§ ASSIGNMENT: Write out the data again in full, exactly as it reads.

§ ENTRIES SUPPLIED:
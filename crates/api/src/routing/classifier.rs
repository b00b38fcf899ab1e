//! Hostname classification
//!
//! Decides what shape of host a request arrived on and whether that shape can
//! carry a tenant label. Rules are applied in a fixed order and the first match
//! wins:
//!
//! 1. Hosting-provider sandbox (`my-app.netlify.app`) - no label
//! 2. IP literal (`127.0.0.1`, `[::1]`) - no label
//! 3. Loopback (`jean.localhost`) - first label unless it is `www`
//! 4. Production domain: three or more labels, first label not `www` and not
//!    reserved (`jean.newsai.fun`); two labels is a bare root domain
//!
//! Provider and IP checks run first because both would otherwise look like
//! multi-label tenant domains. Classification is total: malformed input falls
//! through to `BareRootDomain` with no label.

use serde::Serialize;
use std::net::Ipv6Addr;

use super::policy::{RoutingPolicy, LOOPBACK_LABEL, WWW_LABEL};

/// Shape of a request hostname
#[derive(Debug, Clone, Copy, PartialEq, Eq, Hash, Serialize)]
#[serde(rename_all = "snake_case")]
pub enum HostKind {
    ProviderSandbox,
    IpLiteral,
    LoopbackWithLabel,
    MultiLabelDomain,
    BareRootDomain,
}

impl HostKind {
    /// Whether hosts of this kind can be given wildcard subdomains
    pub fn supports_wildcard(self) -> bool {
        !matches!(self, HostKind::ProviderSandbox | HostKind::IpLiteral)
    }
}

/// Result of classifying one hostname.
///
/// `candidate_label` is present exactly when `kind` is `LoopbackWithLabel` or
/// `MultiLabelDomain`; the constructors below are the only way to build one.
#[derive(Debug, Clone, PartialEq, Eq, Serialize)]
pub struct HostClassification {
    kind: HostKind,
    candidate_label: Option<String>,
    root_domain: String,
}

impl HostClassification {
    fn labelled(kind: HostKind, label: &str, root_domain: String) -> Self {
        debug_assert!(matches!(
            kind,
            HostKind::LoopbackWithLabel | HostKind::MultiLabelDomain
        ));
        Self {
            kind,
            candidate_label: Some(label.to_string()),
            root_domain,
        }
    }

    fn unlabelled(kind: HostKind, root_domain: impl Into<String>) -> Self {
        Self {
            kind,
            candidate_label: None,
            root_domain: root_domain.into(),
        }
    }

    pub fn kind(&self) -> HostKind {
        self.kind
    }

    pub fn candidate_label(&self) -> Option<&str> {
        self.candidate_label.as_deref()
    }

    /// Suffix that sibling tenant hosts are built on
    pub fn root_domain(&self) -> &str {
        &self.root_domain
    }

    pub fn into_candidate_label(self) -> Option<String> {
        self.candidate_label
    }
}

/// Classify a hostname (a `host:port` value is accepted; the port is ignored).
pub fn classify(hostname: &str, policy: &RoutingPolicy) -> HostClassification {
    let host = normalize_hostname(hostname);

    if policy.is_provider_host(&host) {
        return HostClassification::unlabelled(HostKind::ProviderSandbox, host);
    }

    if is_ip_literal(&host) {
        return HostClassification::unlabelled(HostKind::IpLiteral, host);
    }

    let labels: Vec<&str> = host.split('.').collect();

    // Empty host, leading dot, or `a..b`
    if labels.iter().any(|label| label.is_empty()) {
        return HostClassification::unlabelled(HostKind::BareRootDomain, host.as_str());
    }

    if labels.contains(&LOOPBACK_LABEL) {
        return match labels.as_slice() {
            [first, rest @ ..] if !rest.is_empty() && *first == WWW_LABEL => {
                HostClassification::unlabelled(HostKind::BareRootDomain, rest.join("."))
            }
            [first, rest @ ..] if !rest.is_empty() => {
                HostClassification::labelled(HostKind::LoopbackWithLabel, first, rest.join("."))
            }
            _ => HostClassification::unlabelled(HostKind::BareRootDomain, host.as_str()),
        };
    }

    match labels.as_slice() {
        [first, rest @ ..] if rest.len() >= 2 => {
            if *first == WWW_LABEL {
                HostClassification::unlabelled(HostKind::BareRootDomain, rest.join("."))
            } else if policy.is_reserved(first) {
                HostClassification::unlabelled(HostKind::BareRootDomain, host.as_str())
            } else {
                HostClassification::labelled(HostKind::MultiLabelDomain, first, rest.join("."))
            }
        }
        _ => HostClassification::unlabelled(HostKind::BareRootDomain, host.as_str()),
    }
}

/// Whether sibling hosts of `hostname` can be reached through wildcard DNS.
/// Provider sandboxes and bare IPs never can, whatever a tenant prefers.
pub fn supports_wildcard(hostname: &str, policy: &RoutingPolicy) -> bool {
    classify(hostname, policy).kind().supports_wildcard()
}

/// Split a `Host` header value into hostname and port.
///
/// Bracketed IPv6 literals keep their brackets; an unbracketed IPv6 address is
/// returned whole since its colons are not a port separator.
pub fn split_host_port(host: &str) -> (&str, Option<&str>) {
    if host.starts_with('[') {
        return match host.find(']') {
            Some(end) => {
                let (literal, tail) = host.split_at(end + 1);
                (literal, tail.strip_prefix(':').filter(|p| !p.is_empty()))
            }
            None => (host, None),
        };
    }

    match host.rsplit_once(':') {
        Some((name, port)) if !name.contains(':') && port.bytes().all(|b| b.is_ascii_digit()) => {
            (name, (!port.is_empty()).then_some(port))
        }
        _ => (host, None),
    }
}

/// Dotted-quad shape: four non-empty runs of digits. Range is not checked, so
/// `999.1.1.1` still counts; it can never be a tenant host either way.
pub fn is_ipv4_shape(host: &str) -> bool {
    let mut parts = 0;
    for part in host.split('.') {
        if part.is_empty() || !part.bytes().all(|b| b.is_ascii_digit()) {
            return false;
        }
        parts += 1;
    }
    parts == 4
}

fn is_ip_literal(host: &str) -> bool {
    if is_ipv4_shape(host) {
        return true;
    }
    let unbracketed = host
        .strip_prefix('[')
        .and_then(|h| h.strip_suffix(']'))
        .unwrap_or(host);
    unbracketed.parse::<Ipv6Addr>().is_ok()
}

/// Lowercase, drop the port and a single trailing root dot
fn normalize_hostname(raw: &str) -> String {
    let (host, _) = split_host_port(raw.trim());
    let host = host.strip_suffix('.').unwrap_or(host);
    host.to_ascii_lowercase()
}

§ ANSWER SPACE:
filename crates/api/src/routing/classifier.rs
repository b00b38fcf899ab1e
//! Hostname classification
//!
//! Decides what shape of host a request arrived on and whether that shape can
//! carry a tenant label. Rules are applied in a fixed order and the first match
//! wins:
//!
//! 1. Hosting-provider sandbox (`my-app.netlify.app`) - no label
//! 2. IP literal (`127.0.0.1`, `[::1]`) - no label
//! 3. Loopback (`jean.localhost`) - first label unless it is `www`
//! 4. Production domain: three or more labels, first label not `www` and not
//!    reserved (`jean.newsai.fun`); two labels is a bare root domain
//!
//! Provider and IP checks run first because both would otherwise look like
//! multi-label tenant domains. Classification is total: malformed input falls
//! through to `BareRootDomain` with no label.

use serde::Serialize;
use std::net::Ipv6Addr;

use super::policy::{RoutingPolicy, LOOPBACK_LABEL, WWW_LABEL};

/// Shape of a request hostname
#[derive(Debug, Clone, Copy, PartialEq, Eq, Hash, Serialize)]
#[serde(rename_all = "snake_case")]
pub enum HostKind {
    ProviderSandbox,
    IpLiteral,
    LoopbackWithLabel,
    MultiLabelDomain,
    BareRootDomain,
}

impl HostKind {
    /// Whether hosts of this kind can be given wildcard subdomains
    pub fn supports_wildcard(self) -> bool {
        !matches!(self, HostKind::ProviderSandbox | HostKind::IpLiteral)
    }
}

/// Result of classifying one hostname.
///
/// `candidate_label` is present exactly when `kind` is `LoopbackWithLabel` or
/// `MultiLabelDomain`; the constructors below are the only way to build one.
#[derive(Debug, Clone, PartialEq, Eq, Serialize)]
pub struct HostClassification {
    kind: HostKind,
    candidate_label: Option<String>,
    root_domain: String,
}

impl HostClassification {
    fn labelled(kind: HostKind, label: &str, root_domain: String) -> Self {
        debug_assert!(matches!(
            kind,
            HostKind::LoopbackWithLabel | HostKind::MultiLabelDomain
        ));
        Self {
            kind,
            candidate_label: Some(label.to_string()),
            root_domain,
        }
    }

    fn unlabelled(kind: HostKind, root_domain: impl Into<String>) -> Self {
        Self {
            kind,
            candidate_label: None,
            root_domain: root_domain.into(),
        }
    }

    pub fn kind(&self) -> HostKind {
        self.kind
    }

    pub fn candidate_label(&self) -> Option<&str> {
        self.candidate_label.as_deref()
    }

    /// Suffix that sibling tenant hosts are built on
    pub fn root_domain(&self) -> &str {
        &self.root_domain
    }

    pub fn into_candidate_label(self) -> Option<String> {
        self.candidate_label
    }
}

/// Classify a hostname (a `host:port` value is accepted; the port is ignored).
pub fn classify(hostname: &str, policy: &RoutingPolicy) -> HostClassification {
    let host = normalize_hostname(hostname);

    if policy.is_provider_host(&host) {
        return HostClassification::unlabelled(HostKind::ProviderSandbox, host);
    }

    if is_ip_literal(&host) {
        return HostClassification::unlabelled(HostKind::IpLiteral, host);
    }

    let labels: Vec<&str> = host.split('.').collect();

    // Empty host, leading dot, or `a..b`
    if labels.iter().any(|label| label.is_empty()) {
        return HostClassification::unlabelled(HostKind::BareRootDomain, host.as_str());
    }

    if labels.contains(&LOOPBACK_LABEL) {
        return match labels.as_slice() {
            [first, rest @ ..] if !rest.is_empty() && *first == WWW_LABEL => {
                HostClassification::unlabelled(HostKind::BareRootDomain, rest.join("."))
            }
            [first, rest @ ..] if !rest.is_empty() => {
                HostClassification::labelled(HostKind::LoopbackWithLabel, first, rest.join("."))
            }
            _ => HostClassification::unlabelled(HostKind::BareRootDomain, host.as_str()),
        };
    }

    match labels.as_slice() {
        [first, rest @ ..] if rest.len() >= 2 => {
            if *first == WWW_LABEL {
                HostClassification::unlabelled(HostKind::BareRootDomain, rest.join("."))
            } else if policy.is_reserved(first) {
                HostClassification::unlabelled(HostKind::BareRootDomain, host.as_str())
            } else {
                HostClassification::labelled(HostKind::MultiLabelDomain, first, rest.join("."))
            }
        }
        _ => HostClassification::unlabelled(HostKind::BareRootDomain, host.as_str()),
    }
}

/// Whether sibling hosts of `hostname` can be reached through wildcard DNS.
/// Provider sandboxes and bare IPs never can, whatever a tenant prefers.
pub fn supports_wildcard(hostname: &str, policy: &RoutingPolicy) -> bool {
    classify(hostname, policy).kind().supports_wildcard()
}

/// Split a `Host` header value into hostname and port.
///
/// Bracketed IPv6 literals keep their brackets; an unbracketed IPv6 address is
/// returned whole since its colons are not a port separator.
pub fn split_host_port(host: &str) -> (&str, Option<&str>) {
    if host.starts_with('[') {
        return match host.find(']') {
            Some(end) => {
                let (literal, tail) = host.split_at(end + 1);
                (literal, tail.strip_prefix(':').filter(|p| !p.is_empty()))
            }
            None => (host, None),
        };
    }

    match host.rsplit_once(':') {
        Some((name, port)) if !name.contains(':') && port.bytes().all(|b| b.is_ascii_digit()) => {
            (name, (!port.is_empty()).then_some(port))
        }
        _ => (host, None),
    }
}

/// Dotted-quad shape: four non-empty runs of digits. Range is not checked, so
/// `999.1.1.1` still counts; it can never be a tenant host either way.
pub fn is_ipv4_shape(host: &str) -> bool {
    let mut parts = 0;
    for part in host.split('.') {
        if part.is_empty() || !part.bytes().all(|b| b.is_ascii_digit()) {
            return false;
        }
        parts += 1;
    }
    parts == 4
}

fn is_ip_literal(host: &str) -> bool {
    if is_ipv4_shape(host) {
        return true;
    }
    let unbracketed = host
        .strip_prefix('[')
        .and_then(|h| h.strip_suffix(']'))
        .unwrap_or(host);
    unbracketed.parse::<Ipv6Addr>().is_ok()
}

/// Lowercase, drop the port and a single trailing root dot
fn normalize_hostname(raw: &str) -> String {
    let (host, _) = split_host_port(raw.trim());
    let host = host.strip_suffix('.').unwrap_or(host);
    host.to_ascii_lowercase()
}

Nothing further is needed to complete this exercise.